§ EXTRACTED RECORDS
use std::net::SocketAddr;
use std::time::Duration;

use thiserror::Error;

use crate::clock::DEFAULT_CLOCK_FLUSH_EVERY;
use crate::console::ConsoleSettings;
use crate::event::DEFAULT_CHANNEL_CAPACITY;
use crate::possession::DEFAULT_POSSESSION_FLUSH_EVERY;
use crate::session::Role;

pub const BIND_ADDR_VAR: &str = "MATCHTAGGER_BIND_ADDR";
pub const DATABASE_URL_VAR: &str = "DATABASE_URL";
pub const ROLE_VAR: &str = "MATCHTAGGER_ROLE";
pub const TICK_MS_VAR: &str = "MATCHTAGGER_TICK_MS";
pub const CLOCK_FLUSH_EVERY_VAR: &str = "MATCHTAGGER_CLOCK_FLUSH_EVERY";
pub const POSSESSION_FLUSH_EVERY_VAR: &str = "MATCHTAGGER_POSSESSION_FLUSH_EVERY";
pub const CHANNEL_CAPACITY_VAR: &str = "MATCHTAGGER_CHANNEL_CAPACITY";

#[derive(Debug, Error, PartialEq, Eq)]
pub enum ConfigError {
    #[error("Invalid value {value:?} for {var}: {reason}")]
    Invalid {
        var: &'static str,
        value: String,
        reason: String,
    },
}

/// Server configuration
#[derive(Debug, Clone)]
pub struct ConsoleConfig {
    pub bind_addr: SocketAddr,
    /// PostgreSQL connection string; the in-memory store is used without one
    pub database_url: Option<String>,
    /// Role of the consoles this server hosts
    pub role: Role,
    pub tick: Duration,
    pub clock_flush_every: u32,
    pub possession_flush_every: u32,
    pub channel_capacity: usize,
}

impl Default for ConsoleConfig {
    fn default() -> Self {
        Self {
            bind_addr: SocketAddr::from(([0, 0, 0, 0], 3000)),
            database_url: None,
            role: Role::Operator,
            tick: Duration::from_millis(1000),
            clock_flush_every: DEFAULT_CLOCK_FLUSH_EVERY,
            possession_flush_every: DEFAULT_POSSESSION_FLUSH_EVERY,
            channel_capacity: DEFAULT_CHANNEL_CAPACITY,
        }
    }
}

impl ConsoleConfig {
    pub fn from_env() -> Result<Self, ConfigError> {
        Self::from_lookup(|var| std::env::var(var).ok())
    }

    /// Builds the config from any variable source; unset variables keep their defaults
    pub fn from_lookup<F>(lookup: F) -> Result<Self, ConfigError>
    where
        F: Fn(&str) -> Option<String>,
    {
        let defaults = Self::default();
        let tick_ms = parse_var(&lookup, TICK_MS_VAR)?.unwrap_or(defaults.tick.as_millis() as u64);

        Ok(Self {
            bind_addr: parse_var(&lookup, BIND_ADDR_VAR)?.unwrap_or(defaults.bind_addr),
            database_url: lookup(DATABASE_URL_VAR).filter(|url| !url.trim().is_empty()),
            role: parse_var(&lookup, ROLE_VAR)?.unwrap_or(defaults.role),
            tick: Duration::from_millis(positive(TICK_MS_VAR, tick_ms)?),
            clock_flush_every: positive(
                CLOCK_FLUSH_EVERY_VAR,
                parse_var(&lookup, CLOCK_FLUSH_EVERY_VAR)?.unwrap_or(defaults.clock_flush_every),
            )?,
            possession_flush_every: positive(
                POSSESSION_FLUSH_EVERY_VAR,
                parse_var(&lookup, POSSESSION_FLUSH_EVERY_VAR)?
                    .unwrap_or(defaults.possession_flush_every),
            )?,
            channel_capacity: positive(
                CHANNEL_CAPACITY_VAR,
                parse_var(&lookup, CHANNEL_CAPACITY_VAR)?.unwrap_or(defaults.channel_capacity),
            )?,
        })
    }

    pub fn console_settings(&self) -> ConsoleSettings {
        ConsoleSettings {
            tick: self.tick,
            clock_flush_every: self.clock_flush_every,
            possession_flush_every: self.possession_flush_every,
        }
    }
}

fn parse_var<F, T>(lookup: &F, var: &'static str) -> Result<Option<T>, ConfigError>
where
    F: Fn(&str) -> Option<String>,
    T: std::str::FromStr,
    T::Err: std::fmt::Display,
{
    let Some(value) = lookup(var) else {
        return Ok(None);
    };

    value
        .trim()
        .parse()
        .map(Some)
        .map_err(|e: T::Err| ConfigError::Invalid {
            var,
            value: value.clone(),
            reason: e.to_string(),
        })
}

fn positive<T>(var: &'static str, value: T) -> Result<T, ConfigError>
where
    T: Default + PartialEq + std::fmt::Display,
{
    if value == T::default() {
        return Err(ConfigError::Invalid {
            var,
            value: value.to_string(),
            reason: "must be greater than zero".to_string(),
        });
    }
    Ok(value)
}
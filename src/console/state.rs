use serde::Serialize;

use crate::clock::{GameClock, Half};
use crate::possession::PossessionState;
use crate::roster::{Player, Roster};
use crate::stats::StatsContext;
use crate::store::MatchRecord;
use crate::timeline::{EventTimeline, MatchEvent, Team};

/// Everything one console holds locally for a match
#[derive(Debug, Clone)]
pub struct LiveMatchState {
    /// Last known match row. Scores here track the persisted fields.
    pub record: MatchRecord,
    pub clock: GameClock,
    pub possession: PossessionState,
    pub timeline: EventTimeline,
    pub roster: Roster,
}

impl LiveMatchState {
    /// Resumes from persisted state. The clock keeps the stored running flag;
    /// no side is in possession.
    pub fn from_loaded(record: MatchRecord, events: Vec<MatchEvent>, players: Vec<Player>) -> Self {
        let mut clock =
            GameClock::restore(record.clock_seconds, record.half, record.half_split_seconds);
        clock.set_running(record.clock_running);
        let possession = PossessionState::restore(record.possession_home, record.possession_away);

        Self {
            record,
            clock,
            possession,
            timeline: EventTimeline::from_events(events),
            roster: Roster::from_players(players),
        }
    }

    /// Replaces local state with a fresh read of the store.
    ///
    /// The stored row wins, except where this console is ahead of its own
    /// best-effort flushes: a clock running on both sides keeps the larger
    /// second, and the side in possession keeps its larger bucket. The
    /// active possession side is local only and survives.
    pub fn rebase(&mut self, record: MatchRecord, events: Vec<MatchEvent>, players: Vec<Player>) {
        let mut fresh = Self::from_loaded(record, events, players);

        if self.clock.running() && fresh.clock.running() {
            let seconds = self.clock.seconds().max(fresh.clock.seconds());
            fresh.clock.set_seconds(seconds);
        }

        if let Some(team) = self.possession.active() {
            let seconds = self.possession.bucket(team).max(fresh.possession.bucket(team));
            fresh.possession.set_bucket(team, seconds);
            fresh.possession.set_active(Some(team));
        }

        *self = fresh;
    }

    pub fn stats_context(&self) -> StatsContext<'_> {
        StatsContext::new(&self.timeline, &self.clock, &self.possession)
    }

    pub fn snapshot(&self) -> MatchSnapshot {
        MatchSnapshot {
            match_id: self.record.id.clone(),
            home_team: self.record.home_team.clone(),
            away_team: self.record.away_team.clone(),
            home_score: self.record.home_score,
            away_score: self.record.away_score,
            clock: ClockView {
                seconds: self.clock.seconds(),
                running: self.clock.running(),
                display: self.clock.display(),
                half: self.clock.half(),
                half_display: self.clock.half_display(),
                half_split_seconds: self.clock.half_split_seconds(),
                match_minute: self.clock.match_minute(),
            },
            possession: PossessionView {
                home: self.possession.home(),
                away: self.possession.away(),
                active: self.possession.active(),
            },
            events: self.timeline.events().to_vec(),
            players: self.roster_view(),
        }
    }

    fn roster_view(&self) -> Vec<PlayerView> {
        [Team::Home, Team::Away]
            .into_iter()
            .flat_map(|team| self.roster.players_for(team))
            .map(|player| PlayerView {
                player: player.clone(),
                on_pitch: self
                    .roster
                    .on_pitch(&player.id, &self.timeline)
                    .unwrap_or(player.starter),
            })
            .collect()
    }
}

#[derive(Debug, Clone, Serialize)]
pub struct ClockView {
    pub seconds: u32,
    pub running: bool,
    pub display: String,
    pub half: Half,
    pub half_display: String,
    pub half_split_seconds: Option<u32>,
    pub match_minute: u32,
}

#[derive(Debug, Clone, Serialize)]
pub struct PossessionView {
    pub home: u32,
    pub away: u32,
    pub active: Option<Team>,
}

#[derive(Debug, Clone, Serialize)]
pub struct PlayerView {
    #[serde(flatten)]
    pub player: Player,
    pub on_pitch: bool,
}

/// Serializable view of a console's local state
#[derive(Debug, Clone, Serialize)]
pub struct MatchSnapshot {
    pub match_id: String,
    pub home_team: String,
    pub away_team: String,
    pub home_score: u32,
    pub away_score: u32,
    pub clock: ClockView,
    pub possession: PossessionView,
    /// Newest first
    pub events: Vec<MatchEvent>,
    pub players: Vec<PlayerView>,
}
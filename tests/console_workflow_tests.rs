use matchtagger::{
    console::TickerKind,
    stats::ScoreMismatch,
    Confirmation, ConsoleError, EventType, GameClock, Half, MatchChange, MatchEvent, MatchPatch,
    MatchRecord, MatchStore, Role, Team,
};
use tokio::time::{sleep, timeout, Duration};

mod utils;

use utils::*;

// ============================================================================
// Event timeline and goal/score pairing
// ============================================================================

#[tokio::test]
async fn test_goal_then_delete_end_to_end() {
    let setup = TestSetupBuilder::new().build().await;
    setup.console.edit_minutes("10").await.unwrap();

    let goal = setup.record(EventType::Goal, Team::Home).await;
    assert_eq!(goal.game_seconds, Some(600));
    assert_eq!(goal.match_minute, Some(11));
    TimelineAssertion::for_console(&setup.console)
        .contains(goal.id)
        .await
        .score(Team::Home, 1);
    assert_eq!(setup.store.stored_match(TEST_MATCH_ID).await.home_score, 1);

    let deleted = setup.delete(&goal).await.unwrap();
    assert_eq!(deleted.map(|e| e.id), Some(goal.id));

    setup.settle().await;
    TimelineAssertion::for_console(&setup.console)
        .lacks(goal.id)
        .await
        .score(Team::Home, 0);
    assert_eq!(setup.store.stored_match(TEST_MATCH_ID).await.home_score, 0);
    assert!(setup.console.score_mismatches().await.is_empty());
}

#[tokio::test]
async fn test_deleting_goal_floors_stored_score_at_zero() {
    let setup = TestSetupBuilder::new().build().await;

    // A goal row whose score increment never landed
    let legacy = MatchEvent::record(
        TEST_MATCH_ID,
        EventType::Goal,
        Team::Away,
        None,
        0.0,
        &GameClock::new(),
    );
    setup.store.inner().insert_event(&legacy, "importer").await.unwrap();
    setup.settle().await;

    TimelineAssertion::for_console(&setup.console).score(Team::Away, 1);
    setup.delete(&legacy).await.unwrap();

    TimelineAssertion::for_console(&setup.console).score(Team::Away, 0);
    assert_eq!(setup.console.snapshot().await.away_score, 0);
    assert_eq!(setup.store.stored_match(TEST_MATCH_ID).await.away_score, 0);
}

#[tokio::test]
async fn test_failed_insert_is_rolled_back_and_reported() {
    let setup = TestSetupBuilder::new().build().await;
    setup.store.fail_inserts(true);

    let result = setup
        .console
        .add_event(EventType::Goal, Team::Home, None)
        .await;

    assert!(matches!(result, Err(ConsoleError::PersistFailed(_))));
    TimelineAssertion::for_console(&setup.console)
        .has_len(0)
        .await
        .score(Team::Home, 0);
    assert_eq!(setup.console.snapshot().await.home_score, 0);
    assert_eq!(setup.notifier.errors().len(), 1);
    assert!(setup.store.stored_event_ids(TEST_MATCH_ID).await.is_empty());
}

#[tokio::test]
async fn test_failed_delete_restores_event_in_place() {
    let setup = TestSetupBuilder::new().build().await;
    let first = setup.record(EventType::Corner, Team::Home).await;
    let second = setup.record(EventType::Offside, Team::Away).await;
    let before: Vec<_> = setup.console.snapshot().await.events;

    setup.store.fail_deletes(true);
    let result = setup.delete(&first).await;

    assert!(matches!(result, Err(ConsoleError::PersistFailed(_))));
    let after = setup.console.snapshot().await.events;
    assert_eq!(after, before);
    assert_eq!(after[0].id, second.id);
    assert_eq!(setup.notifier.errors().len(), 1);
}

#[tokio::test]
async fn test_score_failure_removes_inserted_goal() {
    let setup = TestSetupBuilder::new().build().await;
    setup.store.fail_score_updates(true);

    let result = setup
        .console
        .add_event(EventType::Goal, Team::Away, None)
        .await;
    assert!(matches!(result, Err(ConsoleError::ScoreSyncFailed(_))));

    setup.settle().await;
    TimelineAssertion::for_console(&setup.console)
        .has_len(0)
        .await
        .score(Team::Away, 0);
    assert!(setup.store.stored_event_ids(TEST_MATCH_ID).await.is_empty());
    assert_eq!(setup.store.stored_match(TEST_MATCH_ID).await.away_score, 0);
    assert_eq!(setup.notifier.errors().len(), 1);
}

#[tokio::test]
async fn test_score_failure_on_delete_reinserts_goal() {
    let setup = TestSetupBuilder::new().build().await;
    let goal = setup.record(EventType::Goal, Team::Home).await;

    setup.store.fail_score_updates(true);
    let result = setup.delete(&goal).await;
    assert!(matches!(result, Err(ConsoleError::ScoreSyncFailed(_))));

    setup.settle().await;
    TimelineAssertion::for_console(&setup.console)
        .contains(goal.id)
        .await
        .score(Team::Home, 1);
    assert_eq!(setup.console.snapshot().await.home_score, 1);
    assert_eq!(
        setup.store.stored_event_ids(TEST_MATCH_ID).await,
        vec![goal.id]
    );
    assert_eq!(setup.store.stored_match(TEST_MATCH_ID).await.home_score, 1);
}

#[tokio::test]
async fn test_failed_compensation_leaves_detectable_mismatch() {
    let setup = TestSetupBuilder::new().build().await;
    setup.store.fail_score_updates(true);
    setup.store.fail_deletes(true);

    let result = setup
        .console
        .add_event(EventType::Goal, Team::Home, None)
        .await;
    assert!(matches!(result, Err(ConsoleError::ScoreSyncFailed(_))));

    setup.settle().await;
    // The goal could not be removed from the store, so it stays visible
    assert_eq!(setup.store.stored_event_ids(TEST_MATCH_ID).await.len(), 1);
    assert_eq!(
        setup.console.score_mismatches().await,
        vec![ScoreMismatch {
            team: Team::Home,
            stored: 0,
            live: 1
        }]
    );
}

#[tokio::test]
async fn test_timeline_size_tracks_successful_writes() {
    let setup = TestSetupBuilder::new().build().await;
    let mut kept: Vec<MatchEvent> = Vec::new();
    let mut inserted = 0;
    let mut deleted = 0;

    for step in 0..40 {
        setup.store.fail_inserts(step % 7 == 3);
        setup.store.fail_deletes(step % 6 == 5);

        if step % 3 == 2 && !kept.is_empty() {
            let oldest: MatchEvent = kept[0].clone();
            if setup.delete(&oldest).await.is_ok() {
                kept.remove(0);
                deleted += 1;
            }
        } else {
            let event_type = if step % 2 == 0 {
                EventType::PassSuccess
            } else {
                EventType::BallRecovery
            };
            if let Ok(event) = setup.console.add_event(event_type, Team::Home, None).await {
                kept.push(event);
                inserted += 1;
            }
        }
    }

    setup.settle().await;
    let len = TimelineAssertion::for_console(&setup.console)
        .has_unique_ids()
        .await;
    assert_eq!(len, inserted - deleted);
    assert_eq!(
        setup.store.stored_event_ids(TEST_MATCH_ID).await.len(),
        len
    );
}

#[tokio::test]
async fn test_cancelled_delete_is_a_no_op() {
    let setup = TestSetupBuilder::new().build().await;
    let goal = setup.record(EventType::Goal, Team::Home).await;

    let result = setup
        .console
        .delete_event(goal.id, Confirmation::Cancelled)
        .await
        .unwrap();

    assert!(result.is_none());
    TimelineAssertion::for_console(&setup.console)
        .contains(goal.id)
        .await
        .score(Team::Home, 1);
}

// ============================================================================
// Roster
// ============================================================================

#[tokio::test]
async fn test_substitutions_drive_on_pitch_and_player_lines() {
    let setup = TestSetupBuilder::new().with_home_squad().build().await;

    setup
        .record_for(EventType::SubstitutionOut, Team::Home, "striker")
        .await;
    setup
        .record_for(EventType::SubstitutionIn, Team::Home, "winger")
        .await;
    setup.record_for(EventType::Goal, Team::Home, "winger").await;

    let snapshot = setup.console.snapshot().await;
    let on_pitch = |id: &str| {
        snapshot
            .players
            .iter()
            .find(|p| p.player.id == id)
            .map(|p| p.on_pitch)
    };
    assert_eq!(on_pitch("keeper"), Some(true));
    assert_eq!(on_pitch("striker"), Some(false));
    assert_eq!(on_pitch("winger"), Some(true));

    let stats = setup.console.stats();
    assert_eq!(stats.players["winger"].counts.goals, 1);
    assert_eq!(stats.players["striker"].counts.substitutions_out, 1);
}

#[tokio::test]
async fn test_unknown_player_is_rejected() {
    let setup = TestSetupBuilder::new().with_home_squad().build().await;

    let result = setup
        .console
        .add_event(EventType::YellowCard, Team::Away, Some("nobody".into()))
        .await;

    assert!(matches!(result, Err(ConsoleError::UnknownPlayer(_))));
    assert!(setup.store.stored_event_ids(TEST_MATCH_ID).await.is_empty());
}

// ============================================================================
// Clock, half split and possession timers
// ============================================================================

#[tokio::test(start_paused = true)]
async fn test_running_clock_flushes_every_tenth_second() {
    let setup = TestSetupBuilder::new().build().await;
    setup.console.toggle_clock().await.unwrap();

    sleep(Duration::from_millis(9_500)).await;
    assert_eq!(setup.console.snapshot().await.clock.seconds, 9);
    assert_eq!(setup.store.stored_match(TEST_MATCH_ID).await.clock_seconds, 0);

    sleep(Duration::from_secs(1)).await;
    assert_eq!(setup.console.snapshot().await.clock.seconds, 10);
    assert_eq!(setup.store.stored_match(TEST_MATCH_ID).await.clock_seconds, 10);

    sleep(Duration::from_secs(2)).await;
    setup.console.toggle_clock().await.unwrap();
    let stored = setup.store.stored_match(TEST_MATCH_ID).await;
    assert_eq!(stored.clock_seconds, 12);
    assert!(!stored.clock_running);

    sleep(Duration::from_secs(5)).await;
    assert_eq!(setup.console.snapshot().await.clock.seconds, 12);
    assert!(!setup.console.has_active_ticker(TickerKind::Clock).await);
}

#[tokio::test(start_paused = true)]
async fn test_time_since_last_shot_follows_clock() {
    let setup = TestSetupBuilder::new().build().await;
    assert_eq!(setup.console.stats().home.seconds_since_last_shot, 0);

    setup.console.toggle_clock().await.unwrap();
    sleep(Duration::from_millis(30_500)).await;
    setup.record(EventType::ShotOnTarget, Team::Home).await;

    sleep(Duration::from_secs(70)).await;
    let stats = setup.console.stats();
    assert_eq!(stats.clock_seconds, 100);
    assert_eq!(stats.home.seconds_since_last_shot, 70);
    assert_eq!(stats.away.seconds_since_last_shot, 100);
}

#[tokio::test(start_paused = true)]
async fn test_reset_requires_confirmation_and_stops_clock() {
    let setup = TestSetupBuilder::new().build().await;
    setup.console.toggle_clock().await.unwrap();
    sleep(Duration::from_millis(4_500)).await;

    assert!(!setup.console.reset_clock(Confirmation::Cancelled).await.unwrap());
    assert_eq!(setup.console.snapshot().await.clock.seconds, 4);

    assert!(setup.console.reset_clock(Confirmation::Confirmed).await.unwrap());
    sleep(Duration::from_secs(3)).await;
    let clock = setup.console.snapshot().await.clock;
    assert_eq!(clock.seconds, 0);
    assert!(!clock.running);
    assert_eq!(setup.store.stored_match(TEST_MATCH_ID).await.clock_seconds, 0);
}
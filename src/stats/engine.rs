use std::sync::Arc;

use tracing::trace;

use super::{
    calculators::{
        EventCountCalculator, PlayerLineCalculator, PossessionCalculator, ShotTimingCalculator,
    },
    MatchStats, StatCalculator, StatsContext,
};

/// Runs the registered calculators over a match snapshot
pub struct StatsEngine {
    calculators: Vec<Arc<dyn StatCalculator>>,
}

impl Default for StatsEngine {
    fn default() -> Self {
        Self::builder().build()
    }
}

impl StatsEngine {
    pub fn builder() -> StatsEngineBuilder {
        StatsEngineBuilder::new()
    }

    pub fn calculator_count(&self) -> usize {
        self.calculators.len()
    }

    pub fn compute(&self, context: &StatsContext) -> MatchStats {
        let mut stats = MatchStats {
            clock_seconds: context.clock.seconds(),
            clock_display: context.clock.display(),
            half: context.clock.half(),
            half_display: context.clock.half_display(),
            ..MatchStats::default()
        };

        for calculator in &self.calculators {
            calculator.calculate(context, &mut stats);
        }

        trace!(
            events = context.timeline.len(),
            home_score = stats.home.score(),
            away_score = stats.away.score(),
            "Computed match stats"
        );
        stats
    }
}

pub struct StatsEngineBuilder {
    calculators: Vec<Arc<dyn StatCalculator>>,
}

impl StatsEngineBuilder {
    fn new() -> Self {
        Self {
            calculators: vec![
                Arc::new(EventCountCalculator::new()),
                Arc::new(PossessionCalculator::new()),
                Arc::new(PlayerLineCalculator::new()),
                Arc::new(ShotTimingCalculator::new()),
            ],
        }
    }

    /// Starts from no calculators at all
    pub fn empty() -> Self {
        Self {
            calculators: Vec::new(),
        }
    }

    pub fn with_calculator(mut self, calculator: Arc<dyn StatCalculator>) -> Self {
        self.calculators.push(calculator);
        self
    }

    pub fn build(mut self) -> StatsEngine {
        self.calculators.sort_by_key(|c| c.priority());
        StatsEngine {
            calculators: self.calculators,
        }
    }
}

§ WORK REQUIRED
Tally every line in these entries where the string "events" occurs. The tally alone is the answer.

§ ANSWER TO THE EXERCISE
9